5. SABHAIn the Palmyra Basin there is no wadi system that functions as a drainage network from the basin. Thus, the run-off caused by winter rains accumulates in the lowest part of the basin and forms a temporal lake during a few months in winter. But during the long summer drought the lake dries up. Small particles from the bedrock and other suspended materials in water are transported into the lake and accumulate in a restricted area. These materials gradually fill the lake bed. During dry periods, water in the sediments is extensively evaporated leaving salt concentrated near surface (PI. V-2, b). Through these processes the central area of the dry lake has been filled with salt rich lacustrine deposits. Such dry lakes are termed sabha in Arabic (Holn, 1960).

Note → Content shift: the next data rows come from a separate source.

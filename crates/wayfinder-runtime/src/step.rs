#![forbid(unsafe_code)]

//! A single step of a guided tour.

use std::fmt;
use std::rc::Rc;

use wayfinder_core::Side;
use wayfinder_layout::SpotlightSpec;

use crate::anchor::Anchor;
use crate::runtime::Tour;

/// Lifecycle callback. Receives the tour handle so it can drive navigation
/// (reentrant calls observe the already-committed state).
pub type Callback = Rc<dyn Fn(&Tour)>;

/// One step: what to say, what to highlight, where to put the popover.
#[derive(Clone)]
pub struct TourStep {
    /// Unique within a tour. Also the key for late anchor binding.
    pub id: String,
    pub title: String,
    pub text: String,
    /// Element to highlight. `None` centers the popover.
    pub anchor: Option<Anchor>,
    pub preferred_side: Side,
    /// Spotlight padding override; falls back to the tour default.
    pub padding: Option<f32>,
    /// Spotlight corner radius override; falls back to the tour default.
    pub corner_radius: Option<f32>,
    pub on_show: Option<Callback>,
    pub on_hide: Option<Callback>,
}

impl TourStep {
    /// Create a step with the given id.
    #[must_use]
    pub fn new(id: impl Into<String>) -> Self {
        Self {
            id: id.into(),
            title: String::new(),
            text: String::new(),
            anchor: None,
            preferred_side: Side::default(),
            padding: None,
            corner_radius: None,
            on_show: None,
            on_hide: None,
        }
    }

    #[must_use]
    pub fn title(mut self, title: impl Into<String>) -> Self {
        self.title = title.into();
        self
    }

    #[must_use]
    pub fn text(mut self, text: impl Into<String>) -> Self {
        self.text = text.into();
        self
    }

    #[must_use]
    pub fn anchor(mut self, anchor: Anchor) -> Self {
        self.anchor = Some(anchor);
        self
    }

    #[must_use]
    pub fn side(mut self, side: Side) -> Self {
        self.preferred_side = side;
        self
    }

    #[must_use]
    pub fn padding(mut self, padding: f32) -> Self {
        self.padding = Some(padding);
        self
    }

    #[must_use]
    pub fn corner_radius(mut self, radius: f32) -> Self {
        self.corner_radius = Some(radius);
        self
    }

    #[must_use]
    pub fn on_show(mut self, f: impl Fn(&Tour) + 'static) -> Self {
        self.on_show = Some(Rc::new(f));
        self
    }

    #[must_use]
    pub fn on_hide(mut self, f: impl Fn(&Tour) + 'static) -> Self {
        self.on_hide = Some(Rc::new(f));
        self
    }

    /// Spotlight styling with tour-level defaults filled in.
    #[must_use]
    pub fn spotlight_spec(&self, defaults: SpotlightSpec) -> SpotlightSpec {
        SpotlightSpec::new(
            self.padding.unwrap_or(defaults.padding),
            self.corner_radius.unwrap_or(defaults.corner_radius),
        )
    }

    /// Whether this step wants a spotlight at all.
    #[must_use]
    pub fn is_centered(&self) -> bool {
        self.preferred_side == Side::Center
    }
}

impl fmt::Debug for TourStep {
    fn fmt(&self, f: &mut fmt::Formatter<'_>) -> fmt::Result {
        f.debug_struct("TourStep")
            .field("id", &self.id)
            .field("title", &self.title)
            .field("anchor", &self.anchor)
            .field("preferred_side", &self.preferred_side)
            .field("padding", &self.padding)
            .field("corner_radius", &self.corner_radius)
            .field("on_show", &self.on_show.is_some())
            .field("on_hide", &self.on_hide.is_some())
            .finish_non_exhaustive()
    }
}

#[cfg(test)]
mod tests {
    use super::*;

    #[test]
    fn builder_sets_fields() {
        let step = TourStep::new("search")
            .title("Search")
            .text("Find anything.")
            .side(Side::Top)
            .padding(4.0);
        assert_eq!(step.id, "search");
        assert_eq!(step.title, "Search");
        assert_eq!(step.text, "Find anything.");
        assert_eq!(step.preferred_side, Side::Top);
        assert_eq!(step.padding, Some(4.0));
        assert!(step.anchor.is_none());
        assert!(step.on_show.is_none());
    }

    #[test]
    fn default_side_is_bottom() {
        assert_eq!(TourStep::new("a").preferred_side, Side::Bottom);
    }

    #[test]
    fn spotlight_spec_falls_back_to_defaults() {
        let defaults = SpotlightSpec::new(8.0, 8.0);
        let plain = TourStep::new("a");
        assert_eq!(plain.spotlight_spec(defaults), defaults);
        let custom = TourStep::new("b").padding(2.0);
        assert_eq!(custom.spotlight_spec(defaults), SpotlightSpec::new(2.0, 8.0));
    }

    #[test]
    fn debug_hides_callbacks() {
        let step = TourStep::new("a").on_show(|_| {});
        let dbg = format!("{step:?}");
        assert!(dbg.contains("on_show: true"));
        assert!(dbg.contains("on_hide: false"));
    }
}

In the Palmyra Basin, the Sabha lies on the outskirts of wadi fans or wadi ends. Its elevation is nearly +380 m. This saline flat occupies an area about 10 × 15 km in the center of the basin. Analyses of sediments obtained by shallow boring show most of the deposits consisting of silt or mud, and suggest static depositional environments with no movement or flow of the lake water. But upper sediments tend to be aeolian sediments with rather well sorted sand grains. The basin was formed by tectonic depression during the Cenozoic and the lake might have existed for long periods in the Pleistocene. The depth of the Sabha sediments is unknown but most of the sediments suggest alternations of lacustrine and fluviatile deposits. During pluvial stages, the erosional base level might have been lower, as is suggested by the gradients of the wadi fan surfaces. This lower base level suggests the palaeolake might have been smaller or drained by an open wadi system. Gradually the wadi system became closed and the dry lake of the Recent developed. 6. NEBKAIn the marginal zones of Sabha, aeolian sand deposits form small scale sand dunes captured by halophytic plants. Such sand mounds are called nebka (Abdul-Salam, 1965) or dikaka (Glennie and Evamy, 1968) in Arabic. The Nebka fringes wadi fans and the Sabha, and is found also in wadi channels. These aeolian sand deposits have cross-lamination. On the surface of the dunes, there are small ripples caused by wind (Pl. V-3, a). The outline of each sand mound forms an ellipse with a long axis always running east-west. This suggests the Nebka develops under aeolian environments of the prevailing westerly during the dry summer season. The sand grains of quartz or other minerals are well rounded and the grain size distribution suggests that the main agent of transportation is wind. Dresh (1963) pointed out that the bases of columns in Roman ruins are influenced by extensive wind erosion (Pl. V-3, b).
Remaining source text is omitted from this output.